Lord Sudeley succeeded to his peerage at the age of two. Educated at Eton and Oxford, he saw National Service in the Scots Guards. Taking his seat aged twenty-one, he completed thirty-nine years of service in the House of Lords, where he was regular in his attendance and introduced several measures, before being ejected with the majority of hereditary peers under Tony Blair’s so-called “reforms”, which he opposed strongly. His book “Peers through the mists of time” was a conservative history of the House of Lords and a contribution to the upholding of the hereditary nobiliary principle, which he rightly saw as integral to our nation and her monarchy.
Lord Sudeley was for many years a member of the Conservative Monday Club and became its President between 1991 and 2008. His traditional Conservative views put him at odds with the modernising and leftist tendencies of the party leadership in the post-Thatcher years.
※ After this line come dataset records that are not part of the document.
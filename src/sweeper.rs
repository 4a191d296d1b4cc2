use crate::dispatch::DispatchEngine;
use crate::gateway::Gateway;
use actix_web::dev::Server;
use actix_web::{get, App, HttpResponse, HttpServer, Responder};
use std::sync::Arc;
use std::time::Duration;
use tokio::time::{self, MissedTickBehavior};
use tokio_util::sync::CancellationToken;
use tokio_util::task::TaskTracker;
use tracing::{error, info};

#[get("/health")]
async fn health_check() -> impl Responder {
    HttpResponse::Ok().body("OK")
}

/// Health endpoint for the long-running sweeper. Signal handling is left to [`shutdown_signal`].
pub fn health_server(port: u16) -> std::io::Result<Server> {
    let server = HttpServer::new(|| App::new().service(health_check))
        .disable_signals()
        .bind(("0.0.0.0", port))?
        .run();

    info!(port, "Health check server running.");
    Ok(server)
}

// Graceful shutdown signal future
pub async fn shutdown_signal() {
    use tokio::signal;
    let ctrl_c = signal::ctrl_c();
    #[cfg(unix)]
    let mut term_signal = match signal::unix::signal(signal::unix::SignalKind::terminate()) {
        Ok(term_signal) => term_signal,
        Err(e) => {
            error!("Failed to install SIGTERM handler: {}", e);
            let _ = ctrl_c.await;
            return;
        }
    };
    #[cfg(unix)]
    let terminate = term_signal.recv();
    #[cfg(not(unix))]
    let terminate = std::future::pending::<()>();
    tokio::select! {
        _ = ctrl_c => {},
        _ = terminate => {},
    }
    info!("Shutdown signal received. Exiting sweeper loop.");
}

/// Runs a dispatch pass every `interval` until `cancel` fires, then waits for
/// in-flight passes to finish marking their messages.
pub async fn run_sweeper<G: Gateway + 'static>(
    engine: Arc<DispatchEngine<G>>,
    interval: Duration,
    batch_size: i64,
    cancel: CancellationToken,
) {
    info!(interval_ms = interval.as_millis() as u64, batch_size, "Starting outbox sweeper timer...");
    let mut ticker = time::interval(interval);
    ticker.set_missed_tick_behavior(MissedTickBehavior::Delay);
    let tracker = TaskTracker::new();

    loop {
        tokio::select! {
            _ = ticker.tick() => {
                let engine = Arc::clone(&engine);
                let cancel = cancel.clone();

                tracker.spawn(async move {
                    if let Err(e) = engine.process_until(batch_size, &cancel).await {
                        error!("Error during outbox sweep: {}", e);
                    }
                });
            },
            _ = cancel.cancelled() => {
                break;
            }
        }
    }

    tracker.close();
    tracker.wait().await;
    info!("Sweeper shutting down.");
}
Under Ian Duncan-Smith the leadership required Conservative MPs to resign their membership of the Club, sought to censor the Club’s discussion of policies relating to race, and also forbade Conservative MPs from contributing to the magazine Right Now! of which Lord Sudeley was a Patron, after an article in that magazine drew attention to Nelson Mandela’s terrorist past.
As a man of integrity, Lord Sudeley did not hesitate to express his opinions, however unpopular these might prove, and was ready to support them with insight and considerable intellectual depth. He supported slavery, arguing that one should care far more for a person in the context of possessory ownership than in mere employment. He wrote on his ancestors and the family seat, Toddington Manor, and also published short stories and satire.
To those he did not know, Lord Sudeley could appear reticent, but once one touched upon a subject which interested him he came alive and revealed an ingenious, unconventional intellect that could easily have suited him for academic life. Indeed, he did undertake some lecturing at the University of Bristol earlier in his career.
He was married three times, but had no children, and the barony has been inherited by his fourth cousin once removed.